Collected data entries:
*** Begin section ***

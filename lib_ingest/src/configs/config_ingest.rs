//! # Ingestion Service Configuration
//!
//! Every recognized option is declared once on [`IngestArgs`], readable from a
//! command-line flag or from the environment (a `.env` file is loaded by the
//! binary before parsing). [`IngestArgs::into_config`] validates the options
//! and groups them into the per-component structs of [`IngestConfig`], which
//! is built once at startup and passed by reference.

use std::path::PathBuf;
use std::time::Duration;

use clap::{Parser, ValueEnum};
use thiserror::Error;

use crate::core::retry::RetryPolicy;

#[derive(Debug, Error, Clone, PartialEq, Eq)]
pub enum ConfigError {
    #[error("{0} must be greater than zero")]
    Zero(&'static str),

    #[error("at least one broker topic is required")]
    NoTopics,

    #[error("invalid table name '{0}': expected [A-Za-z_][A-Za-z0-9_]*")]
    InvalidTable(String),

    #[error("retry base delay ({base_ms}ms) exceeds max delay ({max_ms}ms)")]
    RetryDelays { base_ms: u64, max_ms: u64 },
}

#[derive(Debug, Clone, Copy, PartialEq, Eq, ValueEnum, Default)]
pub enum LogFormat {
    #[default]
    Text,
    Json,
}

/// # Ingestion Arguments
///
/// Raw options as parsed by `clap` from flags and environment variables.
#[derive(Parser, Debug, Clone)]
#[clap(
    author,
    version,
    about = "Subscribes to device telemetry over MQTT and stores it in Redis and PostgreSQL."
)]
pub struct IngestArgs {
    // --- Broker ---
    #[clap(long, env = "BROKER_HOST", default_value = "localhost", help = "MQTT broker host.")]
    pub broker_host: String,

    #[clap(long, env = "BROKER_PORT", default_value_t = 1883, help = "MQTT broker port.")]
    pub broker_port: u16,

    #[clap(long, env = "BROKER_CLIENT_ID", default_value = "telemetry-ingest", help = "MQTT client identifier.")]
    pub broker_client_id: String,

    #[clap(long, env = "BROKER_KEEPALIVE_SECS", default_value_t = 60, help = "MQTT keep-alive interval in seconds.")]
    pub broker_keepalive_secs: u64,

    #[clap(
        long = "topic",
        env = "TOPIC",
        value_delimiter = ',',
        default_value = "sensors/temperature",
        help = "Comma-separated list of topics to subscribe to."
    )]
    pub topics: Vec<String>,

    #[clap(long, env = "BROKER_RECONNECT_DELAY_MS", default_value_t = 1000, help = "Pause between broker reconnect attempts.")]
    pub broker_reconnect_delay_ms: u64,

    #[clap(
        long,
        env = "BROKER_MAX_RECONNECT_ATTEMPTS",
        default_value_t = 0,
        help = "Consecutive failed reconnects before giving up (0 = never give up)."
    )]
    pub broker_max_reconnect_attempts: u32,

    // --- Pipeline ---
    #[clap(long, env = "NUM_WORKERS", default_value_t = 4, help = "Number of workers.")]
    pub num_workers: usize,

    #[clap(long, env = "BATCH_SIZE", default_value_t = 100, help = "Readings per durable bulk insert.")]
    pub batch_size: usize,

    #[clap(long, env = "QUEUE_CAPACITY", default_value_t = 100, help = "Capacity of the intake queue.")]
    pub queue_capacity: usize,

    #[clap(
        long,
        env = "FLUSH_INTERVAL_MS",
        default_value_t = 5000,
        help = "Flush a partial batch after this many milliseconds (0 = only flush full batches)."
    )]
    pub flush_interval_ms: u64,

    #[clap(long, env = "SHUTDOWN_GRACE_SECS", default_value_t = 10, help = "Time allowed to drain the queue on shutdown.")]
    pub shutdown_grace_secs: u64,

    #[clap(long, env = "SINK_RETRY_ATTEMPTS", default_value_t = 5, help = "Attempts per sink write before failing.")]
    pub sink_retry_attempts: u32,

    #[clap(long, env = "SINK_RETRY_BASE_DELAY_MS", default_value_t = 100, help = "Initial backoff between sink retries.")]
    pub sink_retry_base_delay_ms: u64,

    #[clap(long, env = "SINK_RETRY_MAX_DELAY_MS", default_value_t = 5000, help = "Upper bound for sink retry backoff.")]
    pub sink_retry_max_delay_ms: u64,

    // --- Durable store ---
    #[clap(long, env = "PG_HOST", default_value = "localhost", help = "PostgreSQL host.")]
    pub pg_host: String,

    #[clap(long, env = "PG_PORT", default_value_t = 5432, help = "PostgreSQL port.")]
    pub pg_port: u16,

    #[clap(long, env = "PG_USER", default_value = "postgres", help = "PostgreSQL user.")]
    pub pg_user: String,

    #[clap(long, env = "PG_PASSWORD", hide_env_values = true, help = "PostgreSQL password.")]
    pub pg_password: Option<String>,

    #[clap(long, env = "PG_DB", default_value = "telemetry", help = "PostgreSQL database name.")]
    pub pg_db: String,

    #[clap(long, env = "PG_TABLE", default_value = "readings", help = "Table receiving the readings.")]
    pub pg_table: String,

    // --- Cache ---
    #[clap(long, env = "REDIS_HOST", default_value = "localhost", help = "Redis host.")]
    pub redis_host: String,

    #[clap(long, env = "REDIS_PORT", default_value_t = 6379, help = "Redis port.")]
    pub redis_port: u16,

    #[clap(long, env = "REDIS_DB", default_value_t = 0, help = "Redis logical database.")]
    pub redis_db: i64,

    #[clap(long, env = "REDIS_KEY_PREFIX", default_value = "Sensor", help = "Prefix of the per-device cache keys.")]
    pub redis_key_prefix: String,

    #[clap(long, env = "REDIS_LAST_READINGS_COUNT", default_value_t = 10, help = "Readings kept per device in the cache.")]
    pub redis_last_readings_count: usize,

    // --- Logging ---
    #[clap(long, env = "LOG_LEVEL", default_value = "info", help = "Logging level (trace, debug, info, warn, error).")]
    pub log_level: String,

    #[clap(long, env = "LOG_FORMAT", value_enum, default_value_t = LogFormat::Text, help = "Log output format.")]
    pub log_format: LogFormat,

    #[clap(long, env = "LOG_DIR", help = "Directory for daily rotated log files.")]
    pub log_dir: Option<PathBuf>,
}

#[derive(Debug, Clone, PartialEq, Eq)]
pub struct BrokerConfig {
    pub host: String,
    pub port: u16,
    pub client_id: String,
    pub keep_alive: Duration,
    pub topics: Vec<String>,
    pub reconnect_delay: Duration,
    /// `None` means retry forever.
    pub max_reconnect_attempts: Option<u32>,
}

#[derive(Debug, Clone, PartialEq, Eq)]
pub struct PipelineConfig {
    pub num_workers: usize,
    pub batch_size: usize,
    pub queue_capacity: usize,
    /// `None` disables time-based flushing.
    pub flush_interval: Option<Duration>,
    pub shutdown_grace: Duration,
    pub retry: RetryPolicy,
}

#[derive(Debug, Clone, PartialEq, Eq)]
pub struct DurableConfig {
    pub host: String,
    pub port: u16,
    pub user: String,
    pub password: Option<String>,
    pub dbname: String,
    pub table: String,
}

#[derive(Debug, Clone, PartialEq, Eq)]
pub struct CacheConfig {
    pub host: String,
    pub port: u16,
    pub db: i64,
    pub key_prefix: String,
    pub max_entries: usize,
}

impl CacheConfig {
    pub fn url(&self) -> String {
        format!("redis://{}:{}/{}", self.host, self.port, self.db)
    }
}

#[derive(Debug, Clone, PartialEq, Eq)]
pub struct LogConfig {
    pub level: String,
    pub format: LogFormat,
    pub dir: Option<PathBuf>,
}

/// # Ingest Configuration
///
/// The validated configuration of the whole service.
#[derive(Debug, Clone, PartialEq, Eq)]
pub struct IngestConfig {
    pub broker: BrokerConfig,
    pub pipeline: PipelineConfig,
    pub durable: DurableConfig,
    pub cache: CacheConfig,
    pub log: LogConfig,
}

impl IngestArgs {
    /// Validates the raw options and builds the typed configuration.
    pub fn into_config(self) -> Result<IngestConfig, ConfigError> {
        let non_zero = |value: usize, name: &'static str| {
            if value == 0 {
                Err(ConfigError::Zero(name))
            } else {
                Ok(value)
            }
        };

        non_zero(self.num_workers, "NUM_WORKERS")?;
        non_zero(self.batch_size, "BATCH_SIZE")?;
        non_zero(self.queue_capacity, "QUEUE_CAPACITY")?;
        non_zero(self.redis_last_readings_count, "REDIS_LAST_READINGS_COUNT")?;
        non_zero(self.sink_retry_attempts as usize, "SINK_RETRY_ATTEMPTS")?;

        let topics: Vec<String> = self
            .topics
            .into_iter()
            .map(|t| t.trim().to_string())
            .filter(|t| !t.is_empty())
            .collect();
        if topics.is_empty() {
            return Err(ConfigError::NoTopics);
        }

        if !is_sql_identifier(&self.pg_table) {
            return Err(ConfigError::InvalidTable(self.pg_table));
        }

        if self.sink_retry_base_delay_ms > self.sink_retry_max_delay_ms {
            return Err(ConfigError::RetryDelays {
                base_ms: self.sink_retry_base_delay_ms,
                max_ms: self.sink_retry_max_delay_ms,
            });
        }

        Ok(IngestConfig {
            broker: BrokerConfig {
                host: self.broker_host,
                port: self.broker_port,
                client_id: self.broker_client_id.trim().to_string(),
                keep_alive: Duration::from_secs(self.broker_keepalive_secs),
                topics,
                reconnect_delay: Duration::from_millis(self.broker_reconnect_delay_ms),
                max_reconnect_attempts: match self.broker_max_reconnect_attempts {
                    0 => None,
                    n => Some(n),
                },
            },
            pipeline: PipelineConfig {
                num_workers: self.num_workers,
                batch_size: self.batch_size,
                queue_capacity: self.queue_capacity,
                flush_interval: match self.flush_interval_ms {
                    0 => None,
                    ms => Some(Duration::from_millis(ms)),
                },
                shutdown_grace: Duration::from_secs(self.shutdown_grace_secs),
                retry: RetryPolicy::new(
                    self.sink_retry_attempts,
                    Duration::from_millis(self.sink_retry_base_delay_ms),
                    Duration::from_millis(self.sink_retry_max_delay_ms),
                ),
            },
            durable: DurableConfig {
                host: self.pg_host,
                port: self.pg_port,
                user: self.pg_user,
                password: self.pg_password,
                dbname: self.pg_db,
                table: self.pg_table,
            },
            cache: CacheConfig {
                host: self.redis_host,
                port: self.redis_port,
                db: self.redis_db,
                key_prefix: self.redis_key_prefix,
                max_entries: self.redis_last_readings_count,
            },
            log: LogConfig {
                level: self.log_level,
                format: self.log_format,
                dir: self.log_dir,
            },
        })
    }
}

fn is_sql_identifier(name: &str) -> bool {
    let mut chars = name.chars();
    match chars.next() {
        Some(c) if c.is_ascii_alphabetic() || c == '_' => {}
        _ => return false,
    }
    chars.all(|c| c.is_ascii_alphanumeric() || c == '_')
}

*** End section ***

Problem to work on: Identify the lines above that contain the word "Ingestion", then copy them.

Solution for this problem:
//! # Ingestion Service Configuration
/// # Ingestion Arguments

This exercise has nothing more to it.